HOW TO COMPLETE THIS TASK>
Report every line below that has the string "Other" in it.
┌────────
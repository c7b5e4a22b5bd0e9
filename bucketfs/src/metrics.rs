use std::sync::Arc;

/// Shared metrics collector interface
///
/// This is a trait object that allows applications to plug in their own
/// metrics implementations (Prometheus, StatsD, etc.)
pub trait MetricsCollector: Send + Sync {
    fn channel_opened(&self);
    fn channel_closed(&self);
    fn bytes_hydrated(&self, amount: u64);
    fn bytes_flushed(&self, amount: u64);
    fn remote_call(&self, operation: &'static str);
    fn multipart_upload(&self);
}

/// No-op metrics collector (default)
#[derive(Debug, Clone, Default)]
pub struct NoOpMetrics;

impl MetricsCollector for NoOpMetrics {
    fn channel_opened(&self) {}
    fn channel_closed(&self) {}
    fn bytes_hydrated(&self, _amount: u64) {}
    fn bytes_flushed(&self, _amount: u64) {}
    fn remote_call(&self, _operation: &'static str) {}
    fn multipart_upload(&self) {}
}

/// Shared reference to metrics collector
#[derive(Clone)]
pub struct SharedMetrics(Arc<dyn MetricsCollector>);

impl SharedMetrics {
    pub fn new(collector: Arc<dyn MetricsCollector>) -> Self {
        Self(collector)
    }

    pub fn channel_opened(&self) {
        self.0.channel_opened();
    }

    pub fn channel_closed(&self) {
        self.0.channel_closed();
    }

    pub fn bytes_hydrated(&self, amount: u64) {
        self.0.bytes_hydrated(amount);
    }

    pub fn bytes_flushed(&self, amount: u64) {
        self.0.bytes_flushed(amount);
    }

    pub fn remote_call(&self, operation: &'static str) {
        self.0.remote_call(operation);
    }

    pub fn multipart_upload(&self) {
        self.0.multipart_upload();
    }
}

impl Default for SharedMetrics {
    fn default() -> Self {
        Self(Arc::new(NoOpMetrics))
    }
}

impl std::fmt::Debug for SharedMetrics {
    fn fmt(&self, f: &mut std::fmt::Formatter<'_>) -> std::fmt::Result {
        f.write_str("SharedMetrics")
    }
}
└────────
┌────────
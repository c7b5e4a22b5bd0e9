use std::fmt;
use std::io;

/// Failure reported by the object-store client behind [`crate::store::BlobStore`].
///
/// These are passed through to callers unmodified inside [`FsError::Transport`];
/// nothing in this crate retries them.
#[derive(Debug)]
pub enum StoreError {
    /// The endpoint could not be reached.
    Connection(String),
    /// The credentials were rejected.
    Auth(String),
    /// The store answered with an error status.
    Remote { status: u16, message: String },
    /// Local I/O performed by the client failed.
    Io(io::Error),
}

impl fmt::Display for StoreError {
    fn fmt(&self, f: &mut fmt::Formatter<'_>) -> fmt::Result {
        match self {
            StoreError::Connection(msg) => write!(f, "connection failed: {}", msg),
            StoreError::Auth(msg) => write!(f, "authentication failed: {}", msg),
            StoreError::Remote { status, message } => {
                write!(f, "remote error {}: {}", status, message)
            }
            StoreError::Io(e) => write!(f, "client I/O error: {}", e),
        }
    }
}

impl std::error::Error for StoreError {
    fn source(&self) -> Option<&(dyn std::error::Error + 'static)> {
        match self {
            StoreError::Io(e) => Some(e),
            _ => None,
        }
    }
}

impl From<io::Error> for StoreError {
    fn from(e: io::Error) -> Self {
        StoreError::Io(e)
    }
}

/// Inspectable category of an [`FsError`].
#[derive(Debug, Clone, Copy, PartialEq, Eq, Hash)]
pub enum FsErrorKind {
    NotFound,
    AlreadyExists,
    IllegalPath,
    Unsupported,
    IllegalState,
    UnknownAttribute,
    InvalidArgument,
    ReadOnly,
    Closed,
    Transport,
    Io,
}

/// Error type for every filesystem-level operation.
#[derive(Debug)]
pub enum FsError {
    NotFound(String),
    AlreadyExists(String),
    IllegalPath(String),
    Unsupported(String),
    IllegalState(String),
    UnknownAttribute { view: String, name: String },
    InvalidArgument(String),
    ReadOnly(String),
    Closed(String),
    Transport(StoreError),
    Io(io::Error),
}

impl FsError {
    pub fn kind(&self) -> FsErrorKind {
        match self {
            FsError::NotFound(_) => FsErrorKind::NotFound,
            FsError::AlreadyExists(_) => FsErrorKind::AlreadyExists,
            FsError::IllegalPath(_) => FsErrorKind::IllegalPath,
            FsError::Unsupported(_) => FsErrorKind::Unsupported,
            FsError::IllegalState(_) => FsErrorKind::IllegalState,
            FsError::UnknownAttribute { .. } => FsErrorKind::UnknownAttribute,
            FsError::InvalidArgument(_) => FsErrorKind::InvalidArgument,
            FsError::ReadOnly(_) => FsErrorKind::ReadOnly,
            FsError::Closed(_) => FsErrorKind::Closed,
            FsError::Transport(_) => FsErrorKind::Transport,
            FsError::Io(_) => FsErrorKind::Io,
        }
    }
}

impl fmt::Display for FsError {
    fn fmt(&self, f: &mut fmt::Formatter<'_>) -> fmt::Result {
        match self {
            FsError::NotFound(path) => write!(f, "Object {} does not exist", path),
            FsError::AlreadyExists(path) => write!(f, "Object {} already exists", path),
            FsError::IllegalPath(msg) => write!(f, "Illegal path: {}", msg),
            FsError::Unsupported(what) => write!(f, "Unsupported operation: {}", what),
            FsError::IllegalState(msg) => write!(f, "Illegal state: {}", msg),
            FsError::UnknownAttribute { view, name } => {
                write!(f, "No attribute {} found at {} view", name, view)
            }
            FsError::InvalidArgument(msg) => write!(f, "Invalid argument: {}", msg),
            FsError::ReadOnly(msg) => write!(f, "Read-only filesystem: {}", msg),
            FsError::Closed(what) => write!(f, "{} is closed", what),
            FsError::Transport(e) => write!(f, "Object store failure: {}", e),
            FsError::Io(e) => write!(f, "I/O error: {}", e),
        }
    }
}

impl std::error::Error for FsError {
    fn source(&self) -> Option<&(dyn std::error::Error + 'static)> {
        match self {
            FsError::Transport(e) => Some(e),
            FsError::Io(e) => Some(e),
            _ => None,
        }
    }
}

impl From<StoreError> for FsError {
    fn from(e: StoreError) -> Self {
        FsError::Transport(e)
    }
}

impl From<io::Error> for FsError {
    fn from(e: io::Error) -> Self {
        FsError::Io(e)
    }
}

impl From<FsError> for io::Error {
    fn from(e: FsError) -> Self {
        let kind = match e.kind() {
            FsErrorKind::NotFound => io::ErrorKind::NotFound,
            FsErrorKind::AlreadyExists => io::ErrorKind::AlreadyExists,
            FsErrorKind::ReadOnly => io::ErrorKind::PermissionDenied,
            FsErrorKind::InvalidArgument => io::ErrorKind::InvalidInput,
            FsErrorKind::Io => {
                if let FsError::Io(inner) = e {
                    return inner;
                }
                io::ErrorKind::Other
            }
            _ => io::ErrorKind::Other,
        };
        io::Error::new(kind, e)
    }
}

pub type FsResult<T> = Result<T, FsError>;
└────────
EXPECTED OUTPUT>
                io::ErrorKind::Other
            _ => io::ErrorKind::Other,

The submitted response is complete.